UK retail investors dumped 315 million pounds of domestic equities in July, according to figures released earlier this month by the Investment Association, boosting the average net monthly withdrawals in the past year to almost 400 million pounds, even as other markets have experienced inflows.
So it’s little wonder that investors have made nothing in the UK stock market this year.
Britons are already exposed to income risk and house-value risk, both of which are pretty hard to avoid if they’re committed to staying in the country and they don’t want to start renting. So why would they add investment risk to the list of potential post-Brexit downsides?
Wage growth has averaged just 1.9 percent this decade; with inflation running at 2.3 percent, real incomes for Britons have declined. August’s 2.7 percent rise in consumer prices outpaced July’s 2.6 percent increase in pay.
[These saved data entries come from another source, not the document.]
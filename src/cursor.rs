// Copyright 2021 Datafuse Labs
//
// Licensed under the Apache License, Version 2.0 (the "License");
// you may not use this file except in compliance with the License.
// You may obtain a copy of the License at
//
//     http://www.apache.org/licenses/LICENSE-2.0
//
// Unless required by applicable law or agreed to in writing, software
// distributed under the License is distributed on an "AS IS" BASIS,
// WITHOUT WARRANTIES OR CONDITIONS OF ANY KIND, either express or implied.
// See the License for the specific language governing permissions and
// limitations under the License.

use std::fmt;

use serde::Deserialize;
use serde::Serialize;

use crate::item::PaginatableItem;
use crate::range::Position;

/// The resumption point of a paged walk.
///
/// A cursor is produced at the end of every page fetch and is the only state
/// a caller needs to store to continue paging later, possibly in another
/// process. Its serialized shape is stable:
///
/// ```json
/// {"resumePosition": 1042, "resumeIndex": 3, "hasMore": true}
/// ```
///
/// - `resume_position == None` is the terminal state: there are no more pages.
/// - When resuming at `resume_position`, every item at that position whose
///   index is `<= resume_index` has already been returned and is skipped.
#[derive(Debug, Clone, Copy, PartialEq, Eq, Hash, Serialize, Deserialize)]
#[serde(rename_all = "camelCase")]
pub struct Cursor {
    pub resume_position: Option<Position>,
    #[serde(default)]
    pub resume_index: Option<u64>,
    pub has_more: bool,
}

impl Cursor {
    /// A cursor that starts at `position` without skipping any item.
    pub fn start(position: Position) -> Self {
        Self {
            resume_position: Some(position),
            resume_index: None,
            has_more: true,
        }
    }

    /// A cursor that resumes right after `item`.
    pub fn after<T>(item: &T) -> Self
    where T: PaginatableItem + ?Sized {
        Self {
            resume_position: Some(item.position()),
            resume_index: Some(item.index_within_position()),
            has_more: true,
        }
    }

    /// The cursor of an exhausted walk.
    pub fn terminal() -> Self {
        Self {
            resume_position: None,
            resume_index: None,
            has_more: false,
        }
    }

    pub fn is_terminal(&self) -> bool {
        self.resume_position.is_none()
    }
}

impl fmt::Display for Cursor {
    fn fmt(&self, f: &mut fmt::Formatter<'_>) -> fmt::Result {
        match (self.resume_position, self.resume_index) {
            (None, _) => write!(f, "(end)"),
            (Some(p), None) => write!(f, "(at {})", p),
            (Some(p), Some(i)) => write!(f, "(after {}.{})", p, i),
        }
    }
}

#[cfg(test)]
mod tests {
    use pretty_assertions::assert_eq;

    use super::*;

    #[test]
    fn test_cursor_constructors() {
        let c = Cursor::start(100);
        assert_eq!(c.resume_position, Some(100));
        assert_eq!(c.resume_index, None);
        assert!(c.has_more);
        assert!(!c.is_terminal());

        let c = Cursor::after(&(42u64, 3u64));
        assert_eq!(c.resume_position, Some(42));
        assert_eq!(c.resume_index, Some(3));
        assert!(c.has_more);

        let c = Cursor::terminal();
        assert!(c.is_terminal());
        assert!(!c.has_more);
    }

    #[test]
    fn test_cursor_display() {
        assert_eq!(Cursor::start(5).to_string(), "(at 5)");
        assert_eq!(Cursor::after(&(5u64, 2u64)).to_string(), "(after 5.2)");
        assert_eq!(Cursor::terminal().to_string(), "(end)");
    }

    #[test]
    fn test_cursor_serde_shape() -> anyhow::Result<()> {
        let c = Cursor::after(&(1042u64, 3u64));
        let s = serde_json::to_string(&c)?;
        assert_eq!(
            s,
            r#"{"resumePosition":1042,"resumeIndex":3,"hasMore":true}"#
        );

        let s = serde_json::to_string(&Cursor::terminal())?;
        assert_eq!(
            s,
            r#"{"resumePosition":null,"resumeIndex":null,"hasMore":false}"#
        );

        // `resumeIndex` may be omitted.
        let c: Cursor = serde_json::from_str(r#"{"resumePosition":7,"hasMore":true}"#)?;
        assert_eq!(c, Cursor::start(7));
        Ok(())
    }
}
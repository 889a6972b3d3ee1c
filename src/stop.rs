// Copyright 2021 Datafuse Labs
//
// Licensed under the Apache License, Version 2.0 (the "License");
// you may not use this file except in compliance with the License.
// You may obtain a copy of the License at
//
//     http://www.apache.org/licenses/LICENSE-2.0
//
// Unless required by applicable law or agreed to in writing, software
// distributed under the License is distributed on an "AS IS" BASIS,
// WITHOUT WARRANTIES OR CONDITIONS OF ANY KIND, either express or implied.
// See the License for the specific language governing permissions and
// limitations under the License.

use std::sync::atomic::AtomicBool;
use std::sync::atomic::Ordering;
use std::sync::Arc;

/// A cooperative stop signal shared by every query of one walk.
///
/// A query calls [`StopHandle::stop`] to ask the walker not to issue any
/// further range query. The batch returned by the call that requested the
/// stop is still kept.
#[derive(Debug, Clone, Default)]
pub struct StopHandle {
    stopped: Arc<AtomicBool>,
}

impl StopHandle {
    pub fn new() -> Self {
        Self::default()
    }

    pub fn stop(&self) {
        self.stopped.store(true, Ordering::Release);
    }

    pub fn is_stopped(&self) -> bool {
        self.stopped.load(Ordering::Acquire)
    }
}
The next set of income figures are scheduled for the middle of October.
Research consultancy Oxford Economics reckons a no-deal Brexit would knock 2.1 percent off UK gross domestic product by the end of 2020. By the end of 2030, Brexit will have cost the UK about 7 percent of its annual GDP, according to estimates compiled by Bloomberg Economics. That rises to about 9 percent if the nation exits the bloc without an agreement.
Billionaire investor Howard Marks, whose firm Oaktree Capital Group LLC specialises in distressed investments, told the Financial Times last week that Brexit has made Britain too risky to
invest in for now. When both the smart international money and retail domestic investors shun a nation’s securities markets, you know there’s real economic trouble looming.